LE SYNDICAT INTERCO 72 SE MOBILISE POUR DÉFENDRE UN AGENT AU LUART

12 Avril 2011 , Rédigé par CFDT-Interco72 Publié dans #Le syndicat départemental

le luart cftd

 

Le 04 avril dernier le syndicat interco 72 s'est mobilisé dans la commune de Le Luart afin de dénoncé le traitement que fait subir cette collectivité à notre collègue. Plusieurs centaines de tracts ont été distribuées dans les boîtes aux lettres des habitants  (voir ci-après).

Merci encore aux syndiqués qui nous ont aidés ! 

 

 

 

 

 

 

Une partie de l'équipe CFDT qui est intervenue au Luart.

 

 

 

A U      L  U  A  R  T

IL NE FAIT PAS BON ÊTRE FONCTIONNAIRE,

QUI PLUS EST SYNDIQUÉ !

elu

 

 

 

En effet, un agent embauché en 2009 comme responsable du service technique subit depuis plusieurs mois un traitement indigne d’une collectivité territoriale républicaine. Très vite, il a dénoncé un fonctionnement interne plus que litigieux avec des absentéismes répétés de certains agents, des disparitions de carburant. C’est là, que les choses pour lui ont changé, il est devenu « persona non grata»  et dès lors, on lui a trouvé tous les défauts possibles. Depuis, il vit l’enfer avec un maire adjoint, qui le « piste » au quotidien espérant que notre collègue commette une faute. Ainsi il a été « consigné » à l’atelier municipal sans possibilité d’intervenir à l’extérieur (« Quitte à ce que tu restes assis sur une caisse au milieu de l’atelier à rien faire, tu ne bouges plus d’ici. Et si t’es pas content tu restes chez toi … »). Ensuite, il lui a été interdit de se rendre au foyer logement qui est pourtant un bâtiment municipal ! Pire, il a été, de façon éhontée, accusé   d’emprunter du matériel communal pour travailler « au noir », qui plus est, sur son temps de travail ! Il a été menacé plusieurs fois de « mutation d’office à l’autre bout du département». Quand la médecine du travail dénonce l’insalubrité du local technique, le maire adjoint menace encore notre collègue en lui signifiant « qu’il se chargerait de son cas »! Voici un florilège des propos de cet adjoint qui confond missions municipales et «  flicages permanents »:

- « Si l’équipe municipale veut b….. quelqu’un, on peut trouver... »

- « Si tu veux jouer au con, tu vas trouver... ».

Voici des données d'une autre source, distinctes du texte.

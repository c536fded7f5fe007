//! Session controller.
//!
//! One [`Session`] per dashboard. It owns the token store, the rendered
//! view, the cached service status and the two scheduled tasks:
//!
//! - `status` — `GET /` every status interval, first check immediately,
//!   runs regardless of the token
//! - `usage` — one fetch cycle every usage interval, armed by the first
//!   successful cycle and stopped by [`Session::clear_token`]
//!
//! Every token change bumps a generation counter. A fetch cycle remembers
//! the generation it started under and drops its responses if the token
//! changed while the requests were in flight.

use std::sync::{Arc, Mutex, MutexGuard, PoisonError};
use std::thread;
use std::time::Duration;

use chrono::Utc;
use serde::Serialize;

use crate::api::{HttpApi, ServiceStatus, UsageApi};
use crate::config::schema::{DashConfig, PollingConfig};
use crate::dashboard::DashboardView;
use crate::dashboard::view::Indicator;
use crate::error::DashError;
use crate::logging;
use crate::scheduler::ScheduledTask;
use crate::token::{self, TokenStore};

/// Timing knobs of a session.
#[derive(Debug, Clone)]
pub struct SessionSettings {
    pub status_interval: Duration,
    pub usage_interval: Duration,
    pub banner_ttl: chrono::Duration,
}

impl SessionSettings {
    pub fn from_config(config: &PollingConfig) -> Self {
        Self {
            status_interval: config.status_interval(),
            usage_interval: config.usage_interval(),
            banner_ttl: config.error_banner_ttl(),
        }
    }
}

impl Default for SessionSettings {
    fn default() -> Self {
        Self::from_config(&PollingConfig::default())
    }
}

/// What a fetch cycle did.
#[derive(Debug, Clone, Copy, PartialEq, Eq, Serialize)]
#[serde(rename_all = "lowercase")]
pub enum FetchOutcome {
    /// No token; nothing was requested.
    Skipped,
    /// Both responses arrived and the dashboard was rebuilt.
    Rendered,
    /// The token changed mid-flight; the responses were dropped.
    Discarded,
}

#[derive(Debug)]
struct SessionState {
    tokens: TokenStore,
    generation: u64,
    view: DashboardView,
    cached_status: Option<ServiceStatus>,
}

/// Dashboard controller shared by the surfaces and the scheduled tasks.
pub struct Session<A: UsageApi> {
    api: A,
    settings: SessionSettings,
    state: Mutex<SessionState>,
    status_task: Mutex<ScheduledTask>,
    usage_task: Mutex<ScheduledTask>,
}

impl Session<HttpApi> {
    /// A session talking to the configured service and token slot.
    pub fn from_config(config: &DashConfig) -> Arc<Self> {
        Session::new(
            HttpApi::from_config(&config.api),
            TokenStore::from_config(&config.storage),
            SessionSettings::from_config(&config.polling),
        )
    }
}

impl<A: UsageApi + 'static> Session<A> {
    pub fn new(api: A, tokens: TokenStore, settings: SessionSettings) -> Arc<Self> {
        Arc::new(Self {
            status_task: Mutex::new(ScheduledTask::new("status", settings.status_interval)),
            usage_task: Mutex::new(ScheduledTask::new("usage", settings.usage_interval)),
            api,
            settings,
            state: Mutex::new(SessionState {
                tokens,
                generation: 0,
                view: DashboardView::default(),
                cached_status: None,
            }),
        })
    }

    // -- Lifecycle --

    /// Startup: start the status poller, then restore the persisted token
    /// and, if there is one, run a fetch cycle right away.
    pub fn start(self: &Arc<Self>) {
        self.start_status_poller();

        if self.restore_token() {
            if let Err(err) = self.fetch_cycle() {
                logging::warn(&format!("initial fetch failed: {err}"));
            }
        }
    }

    /// Load the persisted token into the session without fetching.
    ///
    /// Returns whether a token was found.
    pub fn restore_token(&self) -> bool {
        let mut state = self.lock_state();
        let Some(restored) = state.tokens.restore() else {
            return false;
        };
        state.generation += 1;
        state.view.token_input = Some(token::mask(&restored));
        logging::info("restored persisted token");
        true
    }

    /// Stop both scheduled tasks. Safe to call more than once; dropping the
    /// session stops them as well.
    pub fn shutdown(&self) {
        lock(&self.usage_task).stop();
        lock(&self.status_task).stop();
    }

    // -- Token store actions --

    /// Store a user-supplied token and run one fetch cycle with it.
    ///
    /// An empty token shows the error banner and requests nothing. A token
    /// that cannot be persisted is still used for this session.
    pub fn submit_token(self: &Arc<Self>, raw: &str) -> Result<FetchOutcome, DashError> {
        {
            let mut state = self.lock_state();
            match state.tokens.submit(raw) {
                Err(DashError::EmptyToken) => {
                    let ttl = self.settings.banner_ttl;
                    state
                        .view
                        .show_error(DashError::EmptyToken.to_string(), ttl, Utc::now());
                    return Err(DashError::EmptyToken);
                }
                Err(err) => logging::warn(&format!("token not persisted: {err}")),
                Ok(_) => logging::info("token submitted"),
            }
            state.generation += 1;
            state.view.token_input = state.tokens.current().map(token::mask);
        }
        self.fetch_cycle()
    }

    /// Forget the token, hide the dashboard and stop auto-refresh.
    ///
    /// Cycles already in flight are discarded when they return.
    pub fn clear_token(&self) {
        {
            let mut state = self.lock_state();
            state.generation += 1;
            if let Err(err) = state.tokens.clear() {
                logging::warn(&format!("token slot not removed: {err}"));
            }
            state.cached_status = None;
            state.view.token_input = None;
            state.view.status = Indicator::Idle;
            state.view.hide_dashboard();
        }
        lock(&self.usage_task).stop();
        logging::info("token cleared");
    }

    // -- Usage fetcher --

    /// Manual refresh; identical to a scheduled fetch cycle.
    pub fn refresh(self: &Arc<Self>) -> Result<FetchOutcome, DashError> {
        logging::debug("manual refresh");
        self.fetch_cycle()
    }

    /// One fetch cycle: key-info and usage-history concurrently, then render.
    ///
    /// On failure the banner and status indicator report it and every other
    /// region keeps its previous content.
    pub fn fetch_cycle(self: &Arc<Self>) -> Result<FetchOutcome, DashError> {
        let (token, generation) = {
            let mut state = self.lock_state();
            let Some(token) = state.tokens.current().map(str::to_string) else {
                return Ok(FetchOutcome::Skipped);
            };
            state.view.status = Indicator::Loading;
            (token, state.generation)
        };

        let (key_info, history) = thread::scope(|s| {
            let key_info = s.spawn(|| self.api.key_info(&token));
            let history = s.spawn(|| self.api.usage_history(&token));
            (join_request(key_info), join_request(history))
        });
        let responses = key_info.and_then(|key| history.map(|history| (key, history)));
        let now = Utc::now();

        {
            let mut state = self.lock_state();
            if state.generation != generation {
                logging::info("discarding usage response for a replaced token");
                return Ok(FetchOutcome::Discarded);
            }

            match responses {
                Err(err) => {
                    logging::warn(&format!("fetch cycle failed: {err:?}"));
                    state
                        .view
                        .show_error(err.to_string(), self.settings.banner_ttl, now);
                    state.view.status = Indicator::Error;
                    return Err(err);
                }
                Ok((key, history)) => {
                    let state = &mut *state;
                    state.view.render_key_usage(&key, &history, now);
                    if let Some(status) = &state.cached_status {
                        state.view.render_global_stats(status);
                    }
                    state.view.show_dashboard();
                    state.view.hide_error();
                    state.view.status = Indicator::Live;
                    logging::debug(&format!(
                        "fetch cycle rendered ({} history points)",
                        history.data.len()
                    ));
                }
            }
        }

        self.arm_auto_refresh(generation);
        Ok(FetchOutcome::Rendered)
    }

    /// Arm the usage task unless it is running or the token moved on.
    fn arm_auto_refresh(self: &Arc<Self>, generation: u64) {
        let mut task = lock(&self.usage_task);
        if task.is_running() || self.lock_state().generation != generation {
            return;
        }
        let weak = Arc::downgrade(self);
        task.start(false, move || {
            let Some(session) = weak.upgrade() else {
                return false;
            };
            let _ = session.fetch_cycle();
            true
        });
    }

    // -- Status poller --

    /// One unauthenticated status check. Failures are logged and shown as
    /// "offline"; they never propagate.
    pub fn check_status(&self) -> bool {
        let result = self.api.service_status();
        let mut state = self.lock_state();
        match result {
            Ok(status) => {
                state.view.render_service_online(&status);
                if state.view.visible {
                    state.view.render_global_stats(&status);
                }
                state.cached_status = Some(status);
                true
            }
            Err(err) => {
                state.view.render_service_offline();
                logging::error(&format!("service status check failed: {err:?}"));
                false
            }
        }
    }

    /// Start the status task (first check immediately). No-op if running.
    pub fn start_status_poller(self: &Arc<Self>) {
        let weak = Arc::downgrade(self);
        lock(&self.status_task).start(true, move || {
            let Some(session) = weak.upgrade() else {
                return false;
            };
            session.check_status();
            true
        });
    }

    // -- Accessors --

    /// The view as it looks now (expired banner dropped).
    pub fn view(&self) -> DashboardView {
        self.lock_state().view.snapshot(Utc::now())
    }

    pub fn cached_status(&self) -> Option<ServiceStatus> {
        self.lock_state().cached_status.clone()
    }

    pub fn has_token(&self) -> bool {
        self.lock_state().tokens.current().is_some()
    }

    pub fn is_auto_refresh_armed(&self) -> bool {
        lock(&self.usage_task).is_running()
    }

    pub fn is_status_polling(&self) -> bool {
        lock(&self.status_task).is_running()
    }

    fn lock_state(&self) -> MutexGuard<'_, SessionState> {
        lock(&self.state)
    }
}

/// Lock a mutex, recovering the data if a previous holder panicked.
fn lock<T>(mutex: &Mutex<T>) -> MutexGuard<'_, T> {
    mutex.lock().unwrap_or_else(PoisonError::into_inner)
}

fn join_request<T>(
    handle: thread::ScopedJoinHandle<'_, Result<T, DashError>>,
) -> Result<T, DashError> {
    handle
        .join()
        .unwrap_or_else(|_| Err(DashError::Network("request thread panicked".to_string())))
}

#[cfg(test)]
mod tests {
    use super::*;
    use crate::api::{KeyInfo, RateLimit, UsageHistory};

    struct Offline;

    impl UsageApi for Offline {
        fn service_status(&self) -> Result<ServiceStatus, DashError> {
            Err(DashError::Network("dns".to_string()))
        }
        fn key_info(&self, _token: &str) -> Result<KeyInfo, DashError> {
            Ok(KeyInfo {
                username: "u".to_string(),
                plan: "free".to_string(),
                admin: false,
                banned: false,
                ban_reason: None,
                ban_expires: None,
                rpm: RateLimit::Limited(10),
                rpm_used: 1,
                rpd: RateLimit::Limited(100),
                rpd_used: 1,
                total_usage: 1,
                total_tokens_used: 1,
            })
        }
        fn usage_history(&self, _token: &str) -> Result<UsageHistory, DashError> {
            Err(DashError::Network("reset".to_string()))
        }
    }

    fn session() -> Arc<Session<Offline>> {
        Session::new(Offline, TokenStore::in_memory(), SessionSettings::default())
    }

    #[test]
    fn fetch_without_token_is_skipped() {
        let s = session();
        assert_eq!(s.fetch_cycle(), Ok(FetchOutcome::Skipped));
        assert_eq!(s.view().status, Indicator::Idle);
    }

    #[test]
    fn one_failed_request_fails_the_cycle() {
        let s = session();
        let err = s.submit_token("tok").unwrap_err();
        assert!(matches!(err, DashError::Network(_)));
        let view = s.view();
        assert_eq!(view.status, Indicator::Error);
        assert!(!view.visible);
        assert!(view.user.is_none());
        assert!(!s.is_auto_refresh_armed());
    }

    #[test]
    fn status_failure_goes_offline() {
        let s = session();
        assert!(!s.check_status());
        assert!(s.view().service.offline);
        assert!(s.cached_status().is_none());
    }

    #[test]
    fn shutdown_is_idempotent() {
        let s = session();
        s.start_status_poller();
        assert!(s.is_status_polling());
        s.shutdown();
        s.shutdown();
        assert!(!s.is_status_polling());
    }
}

- « Dans toutes les villes de la Sarthe il y a au moins un agent qui ne fait rien ! »

- « Quitte à payer le prix, je te ferai partir d’ici ! »

Sont-ce des propos dignes d’un élu de la République ?

Le comble s’est déroulé il y a quelques jours. Le maire adjoint, comme à son habitude, « marquait à la culotte » notre collègue. En se retournant, l’agent a renversé  du joint de carrelage sur le pantalon de l’élu et ce dernier le menace de porter plainte !! Pourquoi ? Pour salissure de pantalon prohibée ?

Et oui, il faut croire que Le Luart est au dessus des lois et que l’on y supporte pas la remise en cause de ses pratiques internes !

Plus généralement, au Luart, les élus questionnent leurs agents pour savoir s’ils sont syndiqués ou s’ils comptent le faire ! Pourquoi faire ? Une chasse aux sorcières ?

Nous, la CFDT, demandons clairement aux élus du Luart que cet agent soit traité

comme tous les autres, qu’on le respecte .

Cet acharnement et ces pratiques discriminatoires doivent cesser !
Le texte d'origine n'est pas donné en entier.